Write out each entry word for word.

--- MATERIAL FOR THIS TASK Enclosed Below ---

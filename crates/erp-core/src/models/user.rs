//! Users, the branches they belong to and their roles.

use serde::{Deserialize, Serialize};

use crate::grid::{CellValue, Record};

/// Organizational sub-unit that scopes the active session.
#[derive(Clone, Debug, PartialEq, Eq, Serialize, Deserialize)]
pub struct Branch {
    pub id: String,
    pub name: String,
}

impl Branch {
    pub fn new(id: impl Into<String>, name: impl Into<String>) -> Self {
        Self {
            id: id.into(),
            name: name.into(),
        }
    }
}

/// Named permission grouping. Not enforced by the console.
#[derive(Clone, Debug, PartialEq, Eq, Serialize, Deserialize)]
pub struct Role {
    pub id: String,
    pub code: String,
    pub name: String,
}

#[derive(Clone, Debug, PartialEq, Eq, Serialize, Deserialize)]
#[serde(rename_all = "camelCase")]
pub struct User {
    pub id: String,
    pub name: String,
    pub email: String,
    /// Login responses may omit it.
    #[serde(default)]
    pub username: String,
    #[serde(default, skip_serializing_if = "Option::is_none")]
    pub avatar: Option<String>,
    #[serde(default)]
    pub branches: Vec<Branch>,
    #[serde(default)]
    pub roles: Vec<Role>,
}

impl User {
    /// Branch with id `branch_id`, if the user belongs to it.
    pub fn find_branch(&self, branch_id: &str) -> Option<&Branch> {
        self.branches.iter().find(|b| b.id == branch_id)
    }

    /// Uppercased first character of the name, shown when there is no avatar.
    pub fn initial(&self) -> String {
        self.name
            .chars()
            .next()
            .map(|c| c.to_uppercase().collect())
            .unwrap_or_default()
    }

    pub fn role_names(&self) -> Vec<String> {
        self.roles.iter().map(|r| r.name.clone()).collect()
    }

    pub fn branch_names(&self) -> Vec<String> {
        self.branches.iter().map(|b| b.name.clone()).collect()
    }
}

impl Record for User {
    fn value(&self, key: &str) -> CellValue {
        match key {
            "id" => (&self.id).into(),
            "name" => (&self.name).into(),
            "email" => (&self.email).into(),
            "username" => (&self.username).into(),
            "avatar" => self.avatar.clone().into(),
            "branches" => self.branch_names().into(),
            "roles" => self.role_names().into(),
            _ => CellValue::Empty,
        }
    }

    fn fields(&self) -> Vec<CellValue> {
        ["id", "name", "email", "username", "avatar", "branches", "roles"]
            .iter()
            .map(|key| self.value(key))
            .collect()
    }
}

#[cfg(test)]
mod tests {
    use super::*;

    fn user() -> User {
        User {
            id: "1".to_string(),
            name: "john Doe".to_string(),
            email: "john@example.com".to_string(),
            username: "johndoe".to_string(),
            avatar: None,
            branches: vec![Branch::new("1", "Main Branch"), Branch::new("2", "North")],
            roles: vec![Role {
                id: "1".to_string(),
                code: "ADMIN".to_string(),
                name: "Administrator".to_string(),
            }],
        }
    }

    #[test]
    fn test_find_branch() {
        let u = user();
        assert_eq!(u.find_branch("2").map(|b| b.name.as_str()), Some("North"));
        assert!(u.find_branch("9").is_none());
    }

    #[test]
    fn test_initial() {
        assert_eq!(user().initial(), "J");
        let mut nameless = user();
        nameless.name.clear();
        assert_eq!(nameless.initial(), "");
    }

    #[test]
    fn test_nested_records_stringify_as_names() {
        let u = user();
        assert_eq!(u.value("roles").join(", "), "Administrator");
        assert_eq!(u.value("branches").to_string(), "Main Branch,North");
        assert!(u.value("avatar").is_empty());
    }

    #[test]
    fn test_deserialize_login_shape() {
        let json = r#"{
            "id": "7",
            "name": "Ana",
            "email": "ana@corp.ec",
            "branches": [{"id": "3", "name": "Sur"}]
        }"#;
        let u: User = serde_json::from_str(json).unwrap();
        assert_eq!(u.username, "");
        assert_eq!(u.branches, vec![Branch::new("3", "Sur")]);
        assert!(u.roles.is_empty());
    }
}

--- End of Enclosed MATERIAL FOR THIS TASK ---

TASK RESULT:
filename crates/erp-core/src/models/user.rs
//! Users, the branches they belong to and their roles.

use serde::{Deserialize, Serialize};

use crate::grid::{CellValue, Record};

/// Organizational sub-unit that scopes the active session.
#[derive(Clone, Debug, PartialEq, Eq, Serialize, Deserialize)]
pub struct Branch {
    pub id: String,
    pub name: String,
}

impl Branch {
    pub fn new(id: impl Into<String>, name: impl Into<String>) -> Self {
        Self {
            id: id.into(),
            name: name.into(),
        }
    }
}

/// Named permission grouping. Not enforced by the console.
#[derive(Clone, Debug, PartialEq, Eq, Serialize, Deserialize)]
pub struct Role {
    pub id: String,
    pub code: String,
    pub name: String,
}

#[derive(Clone, Debug, PartialEq, Eq, Serialize, Deserialize)]
#[serde(rename_all = "camelCase")]
pub struct User {
    pub id: String,
    pub name: String,
    pub email: String,
    /// Login responses may omit it.
    #[serde(default)]
    pub username: String,
    #[serde(default, skip_serializing_if = "Option::is_none")]
    pub avatar: Option<String>,
    #[serde(default)]
    pub branches: Vec<Branch>,
    #[serde(default)]
    pub roles: Vec<Role>,
}

impl User {
    /// Branch with id `branch_id`, if the user belongs to it.
    pub fn find_branch(&self, branch_id: &str) -> Option<&Branch> {
        self.branches.iter().find(|b| b.id == branch_id)
    }

    /// Uppercased first character of the name, shown when there is no avatar.
    pub fn initial(&self) -> String {
        self.name
            .chars()
            .next()
            .map(|c| c.to_uppercase().collect())
            .unwrap_or_default()
    }

    pub fn role_names(&self) -> Vec<String> {
        self.roles.iter().map(|r| r.name.clone()).collect()
    }

    pub fn branch_names(&self) -> Vec<String> {
        self.branches.iter().map(|b| b.name.clone()).collect()
    }
}

impl Record for User {
    fn value(&self, key: &str) -> CellValue {
        match key {
            "id" => (&self.id).into(),
            "name" => (&self.name).into(),
            "email" => (&self.email).into(),
            "username" => (&self.username).into(),
            "avatar" => self.avatar.clone().into(),
            "branches" => self.branch_names().into(),
            "roles" => self.role_names().into(),
            _ => CellValue::Empty,
        }
    }

    fn fields(&self) -> Vec<CellValue> {
        ["id", "name", "email", "username", "avatar", "branches", "roles"]
            .iter()
            .map(|key| self.value(key))
            .collect()
    }
}

#[cfg(test)]
mod tests {
    use super::*;

    fn user() -> User {
        User {
            id: "1".to_string(),
            name: "john Doe".to_string(),
            email: "john@example.com".to_string(),
            username: "johndoe".to_string(),
            avatar: None,
            branches: vec![Branch::new("1", "Main Branch"), Branch::new("2", "North")],
            roles: vec![Role {
                id: "1".to_string(),
                code: "ADMIN".to_string(),
                name: "Administrator".to_string(),
            }],
        }
    }

    #[test]
    fn test_find_branch() {
        let u = user();
        assert_eq!(u.find_branch("2").map(|b| b.name.as_str()), Some("North"));
        assert!(u.find_branch("9").is_none());
    }

    #[test]
    fn test_initial() {
        assert_eq!(user().initial(), "J");
        let mut nameless = user();
        nameless.name.clear();
        assert_eq!(nameless.initial(), "");
    }

    #[test]
    fn test_nested_records_stringify_as_names() {
        let u = user();
        assert_eq!(u.value("roles").join(", "), "Administrator");
        assert_eq!(u.value("branches").to_string(), "Main Branch,North");
        assert!(u.value("avatar").is_empty());
    }

    #[test]
    fn test_deserialize_login_shape() {
        let json = r#"{
            "id": "7",
            "name": "Ana",
            "email": "ana@corp.ec",
            "branches": [{"id": "3", "name": "Sur"}]
        }"#;
        let u: User = serde_json::from_str(json).unwrap();
        assert_eq!(u.username, "");
        assert_eq!(u.branches, vec![Branch::new("3", "Sur")]);
        assert!(u.roles.is_empty());
    }
}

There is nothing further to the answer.